• Your task: Take from the records below each line that holds "config".

Stored data entries

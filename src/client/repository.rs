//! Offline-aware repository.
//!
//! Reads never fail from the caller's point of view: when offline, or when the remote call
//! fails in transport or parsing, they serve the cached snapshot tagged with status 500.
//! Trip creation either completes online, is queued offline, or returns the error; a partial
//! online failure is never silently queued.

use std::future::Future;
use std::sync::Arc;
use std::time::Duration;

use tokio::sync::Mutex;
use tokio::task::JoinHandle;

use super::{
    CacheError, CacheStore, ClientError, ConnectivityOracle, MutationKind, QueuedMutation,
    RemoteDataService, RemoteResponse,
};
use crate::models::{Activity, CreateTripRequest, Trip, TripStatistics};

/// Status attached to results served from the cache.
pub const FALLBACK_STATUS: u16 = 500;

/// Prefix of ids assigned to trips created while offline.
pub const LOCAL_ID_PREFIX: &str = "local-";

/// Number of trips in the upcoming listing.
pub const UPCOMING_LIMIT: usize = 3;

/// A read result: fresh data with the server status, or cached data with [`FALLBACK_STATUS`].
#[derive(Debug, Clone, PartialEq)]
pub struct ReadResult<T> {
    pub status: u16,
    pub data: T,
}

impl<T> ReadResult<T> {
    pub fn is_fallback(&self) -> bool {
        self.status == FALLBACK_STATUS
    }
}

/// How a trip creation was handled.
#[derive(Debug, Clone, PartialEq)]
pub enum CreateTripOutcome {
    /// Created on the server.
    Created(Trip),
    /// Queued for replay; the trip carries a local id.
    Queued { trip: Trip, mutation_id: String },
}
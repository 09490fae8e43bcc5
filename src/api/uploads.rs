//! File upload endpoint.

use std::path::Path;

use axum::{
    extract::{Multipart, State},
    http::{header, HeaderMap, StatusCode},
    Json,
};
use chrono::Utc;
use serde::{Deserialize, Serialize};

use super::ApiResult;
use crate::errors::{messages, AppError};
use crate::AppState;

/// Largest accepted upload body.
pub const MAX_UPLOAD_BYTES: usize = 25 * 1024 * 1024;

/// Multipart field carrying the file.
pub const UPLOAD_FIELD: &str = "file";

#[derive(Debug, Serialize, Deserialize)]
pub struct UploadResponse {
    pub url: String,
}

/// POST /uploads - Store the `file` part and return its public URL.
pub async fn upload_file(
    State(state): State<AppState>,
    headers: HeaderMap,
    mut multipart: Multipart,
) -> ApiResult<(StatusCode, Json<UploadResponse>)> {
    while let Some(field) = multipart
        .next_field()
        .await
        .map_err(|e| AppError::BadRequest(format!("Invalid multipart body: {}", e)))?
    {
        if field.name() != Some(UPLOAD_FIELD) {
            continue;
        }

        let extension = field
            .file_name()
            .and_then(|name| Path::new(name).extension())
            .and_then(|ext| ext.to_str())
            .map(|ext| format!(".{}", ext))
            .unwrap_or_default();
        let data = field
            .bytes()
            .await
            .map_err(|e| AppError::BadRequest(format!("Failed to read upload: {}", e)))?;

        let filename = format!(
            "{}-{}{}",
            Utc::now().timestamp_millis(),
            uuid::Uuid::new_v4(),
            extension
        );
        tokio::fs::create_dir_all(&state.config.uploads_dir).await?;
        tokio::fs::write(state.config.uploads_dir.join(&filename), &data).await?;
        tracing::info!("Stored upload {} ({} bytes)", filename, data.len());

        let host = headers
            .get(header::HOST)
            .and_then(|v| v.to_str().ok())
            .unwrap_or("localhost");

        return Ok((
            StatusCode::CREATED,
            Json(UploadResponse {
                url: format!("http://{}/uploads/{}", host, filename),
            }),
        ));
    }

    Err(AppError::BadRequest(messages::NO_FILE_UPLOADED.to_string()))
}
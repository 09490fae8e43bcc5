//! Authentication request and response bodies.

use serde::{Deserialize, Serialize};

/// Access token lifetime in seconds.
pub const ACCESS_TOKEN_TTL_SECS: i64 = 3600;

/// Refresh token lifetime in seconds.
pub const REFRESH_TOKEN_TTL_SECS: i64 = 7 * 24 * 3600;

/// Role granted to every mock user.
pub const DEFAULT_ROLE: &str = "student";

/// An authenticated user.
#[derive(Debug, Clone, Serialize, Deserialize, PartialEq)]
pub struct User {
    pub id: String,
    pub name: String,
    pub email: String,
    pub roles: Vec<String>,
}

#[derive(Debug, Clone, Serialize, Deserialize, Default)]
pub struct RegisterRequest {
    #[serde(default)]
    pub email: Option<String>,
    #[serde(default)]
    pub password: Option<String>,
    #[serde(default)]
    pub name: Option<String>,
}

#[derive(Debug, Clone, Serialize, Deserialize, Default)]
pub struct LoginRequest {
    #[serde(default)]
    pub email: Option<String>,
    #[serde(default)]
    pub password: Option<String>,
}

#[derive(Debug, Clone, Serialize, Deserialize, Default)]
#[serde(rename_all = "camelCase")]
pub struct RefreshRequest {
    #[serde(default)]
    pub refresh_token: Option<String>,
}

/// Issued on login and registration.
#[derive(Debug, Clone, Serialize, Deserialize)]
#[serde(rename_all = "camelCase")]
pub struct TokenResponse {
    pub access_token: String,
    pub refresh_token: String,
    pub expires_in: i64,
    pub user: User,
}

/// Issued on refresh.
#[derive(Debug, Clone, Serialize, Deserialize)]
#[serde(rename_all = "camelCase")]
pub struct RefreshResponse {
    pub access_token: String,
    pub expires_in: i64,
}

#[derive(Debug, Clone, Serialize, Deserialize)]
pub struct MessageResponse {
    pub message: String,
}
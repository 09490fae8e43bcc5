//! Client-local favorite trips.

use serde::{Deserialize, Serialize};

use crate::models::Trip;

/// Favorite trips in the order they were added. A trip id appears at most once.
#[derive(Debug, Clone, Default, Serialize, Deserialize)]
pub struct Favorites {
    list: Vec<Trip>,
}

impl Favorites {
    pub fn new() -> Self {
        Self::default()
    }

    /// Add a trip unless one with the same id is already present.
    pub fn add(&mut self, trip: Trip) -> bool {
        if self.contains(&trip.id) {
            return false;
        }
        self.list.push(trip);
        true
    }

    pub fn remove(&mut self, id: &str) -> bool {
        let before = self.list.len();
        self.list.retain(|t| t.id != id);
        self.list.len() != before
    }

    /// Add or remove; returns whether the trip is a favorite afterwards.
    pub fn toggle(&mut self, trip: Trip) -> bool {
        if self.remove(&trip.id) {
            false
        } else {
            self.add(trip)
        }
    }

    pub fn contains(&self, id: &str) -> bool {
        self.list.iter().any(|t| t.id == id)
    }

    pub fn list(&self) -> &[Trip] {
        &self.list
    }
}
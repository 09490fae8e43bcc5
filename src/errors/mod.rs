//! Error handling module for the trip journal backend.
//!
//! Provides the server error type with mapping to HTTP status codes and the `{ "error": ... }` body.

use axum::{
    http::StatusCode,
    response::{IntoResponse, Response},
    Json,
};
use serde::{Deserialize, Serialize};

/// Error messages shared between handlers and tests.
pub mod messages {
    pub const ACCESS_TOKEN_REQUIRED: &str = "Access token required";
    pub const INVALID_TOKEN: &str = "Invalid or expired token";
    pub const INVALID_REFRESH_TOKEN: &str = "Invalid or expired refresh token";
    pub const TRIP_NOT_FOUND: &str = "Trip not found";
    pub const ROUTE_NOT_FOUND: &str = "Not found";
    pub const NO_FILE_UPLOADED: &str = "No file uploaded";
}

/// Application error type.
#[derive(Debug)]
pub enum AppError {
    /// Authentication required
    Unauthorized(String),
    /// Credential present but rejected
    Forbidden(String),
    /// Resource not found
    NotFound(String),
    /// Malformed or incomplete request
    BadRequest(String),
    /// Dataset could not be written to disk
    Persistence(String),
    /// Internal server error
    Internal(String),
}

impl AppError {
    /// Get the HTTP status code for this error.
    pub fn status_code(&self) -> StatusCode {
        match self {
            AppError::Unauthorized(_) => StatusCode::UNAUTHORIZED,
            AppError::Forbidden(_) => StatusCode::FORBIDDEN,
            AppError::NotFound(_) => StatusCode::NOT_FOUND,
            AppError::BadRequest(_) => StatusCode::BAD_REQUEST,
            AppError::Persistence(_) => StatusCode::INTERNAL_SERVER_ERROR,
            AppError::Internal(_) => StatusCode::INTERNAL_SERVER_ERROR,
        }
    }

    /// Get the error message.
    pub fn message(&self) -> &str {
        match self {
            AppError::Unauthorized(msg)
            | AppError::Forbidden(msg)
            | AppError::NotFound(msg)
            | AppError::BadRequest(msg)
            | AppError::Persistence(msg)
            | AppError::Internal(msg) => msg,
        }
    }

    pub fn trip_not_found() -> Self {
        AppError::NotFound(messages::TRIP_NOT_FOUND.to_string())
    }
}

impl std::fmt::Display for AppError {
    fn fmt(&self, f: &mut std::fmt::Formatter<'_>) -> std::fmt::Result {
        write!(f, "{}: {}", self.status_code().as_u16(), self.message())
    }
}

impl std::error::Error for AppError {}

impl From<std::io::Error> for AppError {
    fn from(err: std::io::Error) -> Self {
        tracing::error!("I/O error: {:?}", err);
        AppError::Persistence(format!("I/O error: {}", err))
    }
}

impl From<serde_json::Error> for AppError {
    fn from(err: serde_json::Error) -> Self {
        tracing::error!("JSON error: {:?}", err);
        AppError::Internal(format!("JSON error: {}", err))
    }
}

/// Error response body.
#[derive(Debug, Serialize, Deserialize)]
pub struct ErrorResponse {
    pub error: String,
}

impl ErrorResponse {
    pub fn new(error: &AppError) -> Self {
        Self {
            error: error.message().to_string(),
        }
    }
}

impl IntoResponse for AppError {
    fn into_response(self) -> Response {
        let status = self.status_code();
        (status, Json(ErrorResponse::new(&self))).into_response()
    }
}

• Response below:
        tokio::fs::create_dir_all(&state.config.uploads_dir).await?;
        tokio::fs::write(state.config.uploads_dir.join(&filename), &data).await?;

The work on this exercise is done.